A new study from John Hopkins University reveals that apes can recognize photographs of their groupmates, even after a separation of over 25 years. This discovery highlights the longest-lasting social memory documented outside of humans, offering profound insights into the evolution of human culture from our shared ancestry with apes.

“Chimpanzees and bonobos recognize individuals even though they haven’t seen them for multiple decades,” said study senior author Professor Christopher Krupenye.

“And then there’s this small but significant pattern of greater attention toward individuals with whom they had more positive relationships. It suggests that this is more than just familiarity, that they’re keeping track of aspects of the quality of these social relationships.”

Memory mechanisms of apes

Study lead author Laura Lewis is a biological anthropologist and comparative psychologist at the University of California, Berkeley. She reflected on the cognitive similarities between apes and humans.
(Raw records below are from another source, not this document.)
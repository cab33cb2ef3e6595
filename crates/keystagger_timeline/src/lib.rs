// SPDX-License-Identifier: MIT OR Apache-2.0
//! In-memory animation timeline model for KeyStagger.
//!
//! This crate provides the data the stagger gesture operates on:
//! - Keyframes with selection flags and relative tangents
//! - Channels (one animated property's curve) with outliner ordering
//! - Owners (objects and bones) that channels belong to
//! - A `Document` aggregating owners and channels
//!
//! The gesture core in `keystagger_gesture` only sees this data through
//! its host trait; the concrete types here double as the reference host
//! used in tests.

pub mod channel;
pub mod document;
pub mod keyframe;
pub mod owner;

pub use channel::{Channel, ChannelId};
pub use document::Document;
pub use keyframe::{Keyframe, KeyframeId};
pub use owner::{Owner, OwnerId, OwnerKind};
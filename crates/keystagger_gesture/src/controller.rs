// SPDX-License-Identifier: MIT OR Apache-2.0
//! Interactive gesture state machine.
//!
//! The controller is host-agnostic: the host's input dispatch feeds it
//! discrete [`GestureEvent`]s on the thread that owns the animation
//! data, and every event is fully applied before `handle_event`
//! returns. Nothing is remembered across gestures.

use crate::config::StaggerConfig;
use crate::group::{GroupingMode, OrderingMode};
use crate::host::StaggerHost;
use crate::offset::pixels_to_frames;
use crate::session::{DragSession, GroupingChoice, SessionError};

/// Label for the undo step spanning one gesture
const UNDO_LABEL: &str = "Stagger Keys";

/// Modifier-key state resolved by the host at gesture start
#[derive(Debug, Clone, Copy, Default, PartialEq, Eq)]
pub struct Modifiers {
    /// Swap the grouping unit (per channel vs per owner)
    pub invert_grouping: bool,
    /// Order groups by earliest selected key time instead of the
    /// configured default
    pub use_time_order: bool,
}

/// One discrete input event, delivered by the host
#[derive(Debug, Clone, Copy, PartialEq)]
pub enum GestureEvent {
    /// Drag started with the trigger modifier held
    Begin {
        /// Modifier state at the moment the drag began
        modifiers: Modifiers,
    },
    /// Pointer moved; cumulative drag delta since gesture start, in
    /// frames
    Move {
        /// Cumulative drag delta in frames
        delta: f32,
    },
    /// Pointer moved, reported in raw screen pixels; converted to
    /// frames through [`StaggerConfig::pixels_per_frame`]
    MovePixels {
        /// Cumulative drag delta in pixels
        pixels: f32,
    },
    /// Scroll input nudging the shuffle seed of a random stair; the
    /// current step is re-applied over the new arrangement
    AdjustSeed {
        /// Signed seed increment, one per scroll notch
        delta: i64,
    },
    /// Gesture-end input: the applied times become permanent
    Finish,
    /// Explicit cancel: all keys return to their snapshot times
    Cancel,
}

/// What a delivered event did
#[derive(Debug, Clone, Copy, PartialEq)]
pub enum GestureOutcome {
    /// Event did not apply in the current state (or the selection was
    /// empty at Begin)
    Ignored,
    /// A session started
    Started {
        /// Number of groups in the stair
        groups: usize,
    },
    /// Offsets were recomputed
    Updated {
        /// The quantized per-group step, in frames
        step: f32,
    },
    /// Gesture committed; times are permanent
    Committed,
    /// Gesture cancelled; snapshot restored
    Cancelled,
}

enum ControllerState {
    Idle,
    Active(DragSession),
}

/// Owns the interactive stagger session
pub struct GestureController {
    config: StaggerConfig,
    state: ControllerState,
}

impl GestureController {
    /// Create a controller with the given configuration
    pub fn new(config: StaggerConfig) -> Self {
        Self {
            config,
            state: ControllerState::Idle,
        }
    }

    /// Whether a gesture is currently live
    pub fn is_active(&self) -> bool {
        matches!(self.state, ControllerState::Active(_))
    }

    /// The active session, if any
    pub fn session(&self) -> Option<&DragSession> {
        match &self.state {
            ControllerState::Idle => None,
            ControllerState::Active(session) => Some(session),
        }
    }

    /// Feed one input event through the state machine
    pub fn handle_event<H: StaggerHost>(
        &mut self,
        host: &mut H,
        event: GestureEvent,
    ) -> GestureOutcome {
        if let GestureEvent::Begin { modifiers } = event {
            return if self.is_active() {
                GestureOutcome::Ignored
            } else {
                self.begin(host, modifiers)
            };
        }

        let ControllerState::Active(session) = &mut self.state else {
            return GestureOutcome::Ignored;
        };
        match event {
            GestureEvent::Move { delta } => {
                let step = session.apply(host, delta);
                let status = session.status_line();
                host.show_status(&status);
                GestureOutcome::Updated { step }
            }
            GestureEvent::MovePixels { pixels } => {
                let delta = pixels_to_frames(pixels, self.config.pixels_per_frame);
                let step = session.apply(host, delta);
                let status = session.status_line();
                host.show_status(&status);
                GestureOutcome::Updated { step }
            }
            GestureEvent::AdjustSeed { delta } => {
                let Some(seed) = session.seed() else {
                    return GestureOutcome::Ignored;
                };
                match session.reseed(host, seed.wrapping_add_signed(delta)) {
                    Some(step) => {
                        let status = session.status_line();
                        host.show_status(&status);
                        GestureOutcome::Updated { step }
                    }
                    None => GestureOutcome::Ignored,
                }
            }
            GestureEvent::Finish => {
                session.commit();
                host.commit_undo_step();
                host.clear_status();
                self.state = ControllerState::Idle;
                GestureOutcome::Committed
            }
            GestureEvent::Cancel => {
                session.cancel(host);
                host.discard_undo_step();
                host.clear_status();
                self.state = ControllerState::Idle;
                GestureOutcome::Cancelled
            }
            GestureEvent::Begin { .. } => GestureOutcome::Ignored,
        }
    }

    fn begin<H: StaggerHost>(&mut self, host: &mut H, modifiers: Modifiers) -> GestureOutcome {
        let grouping = self.resolve_grouping(modifiers);
        let ordering = self.resolve_ordering(modifiers);

        let mut session = match DragSession::begin(
            host,
            grouping,
            ordering,
            self.config.arrangement,
            self.config.base_unit,
        ) {
            Ok(session) => session,
            Err(SessionError::EmptySelection) => {
                tracing::debug!("stagger gesture ignored: nothing selected");
                return GestureOutcome::Ignored;
            }
        };

        host.begin_undo_step(UNDO_LABEL);
        // Anchor at zero delta so the status line is live before the
        // first move arrives
        session.apply(host, 0.0);
        let status = session.status_line();
        host.show_status(&status);
        let groups = session.group_count();
        self.state = ControllerState::Active(session);
        GestureOutcome::Started { groups }
    }

    /// Ordering: the time-order modifier forces earliest-time ordering,
    /// otherwise the configured default applies
    fn resolve_ordering(&self, modifiers: Modifiers) -> OrderingMode {
        if modifiers.use_time_order {
            OrderingMode::EarliestTime
        } else {
            self.config.default_ordering
        }
    }

    /// Grouping: auto-detection when enabled, with the invert modifier
    /// applied after detection; otherwise per-channel, inverted by the
    /// modifier
    fn resolve_grouping(&self, modifiers: Modifiers) -> GroupingChoice {
        if self.config.auto_grouping {
            GroupingChoice::Auto {
                invert: modifiers.invert_grouping,
            }
        } else {
            let mut mode = GroupingMode::PerChannel;
            if modifiers.invert_grouping {
                mode = mode.inverted();
            }
            GroupingChoice::Fixed(mode)
        }
    }
}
“We tend to think about great apes as quite different from ourselves but we have really seen these animals as possessing cognitive mechanisms that are very similar to our own, including memory. And I think that is what’s so exciting about this study,” said Lewis.

The study was inspired by the researchers’ personal experiences with apes, noting their apparent recognition and enthusiastic responses after long absences. 

“You have the impression that apes are responding like they recognize you and that to them you’re really different from the average zoo guest,” said Krupenye. “They’re excited to see you again. So our goal with this study was to ask, empirically, if that’s the case: Do they really have a robust lasting memory for familiar social partners?”

How apes recognize their families

The research involved chimpanzees and bonobos at Edinburgh Zoo in Scotland, Planckendael Zoo in Belgium, and Kumamoto Sanctuary in Japan. 

The apes were shown photographs of former groupmates – including some they had not seen for up to 26 years – alongside images of strangers.

The results were striking. The apes demonstrated a significant preference for looking at former groupmates over strangers, and even more so at friends. 

In a notable instance, bonobo Louise showed a strong bias towards her sister Loretta and nephew Erin, whom she hadn’t seen for over 26 years.

Social memory of apes

These findings suggest that great ape social memory could outlast the majority of their 40 to 60-year lifespan, comparable to human memory, which can persist as long as 48 years after separation. 

This longevity in memory might have been present in our common evolutionary ancestors and could have played a crucial role in the development of human culture, including maintaining long-term intergroup relationships.

The idea that apes remember information about the quality of their relationships, years beyond any potential functionality, is another novel and human-like finding of the work, said Krupenye.

“This pattern of social relationships shaping long-term memory in chimpanzees and bonobos is similar to what we see in humans, that our own social relationships also seem to shape our long-term memory of individuals,” said Lewis.

Study implications

The research raises intriguing questions about the emotional depth of apes. Do they miss their friends and family members they no longer see? 

“The idea that they do remember others and therefore they may miss these individuals is really a powerful cognitive mechanism and something that’s been thought of as uniquely human,” said Lewis. “Our study doesn’t determine they are doing this, but it raises questions about the possibility that they may have the ability to do so.”

The team hopes the findings will improve our understanding of great apes while shedding new light on how deeply they could be affected when poaching and deforestation separate them from their groupmates.

“This work clearly shows how fundamental and long lasting these relationships are. Disruption to those relationships is likely very damaging,” said Krupenye.

Looking ahead, the research team aims to investigate whether this remarkable social memory is unique to great apes or shared by other primates. They also plan to explore the richness of ape memories, probing whether they can remember experiences as vividly as they remember individuals.

The study is published in the journal Proceedings of the National Academy of Sciences.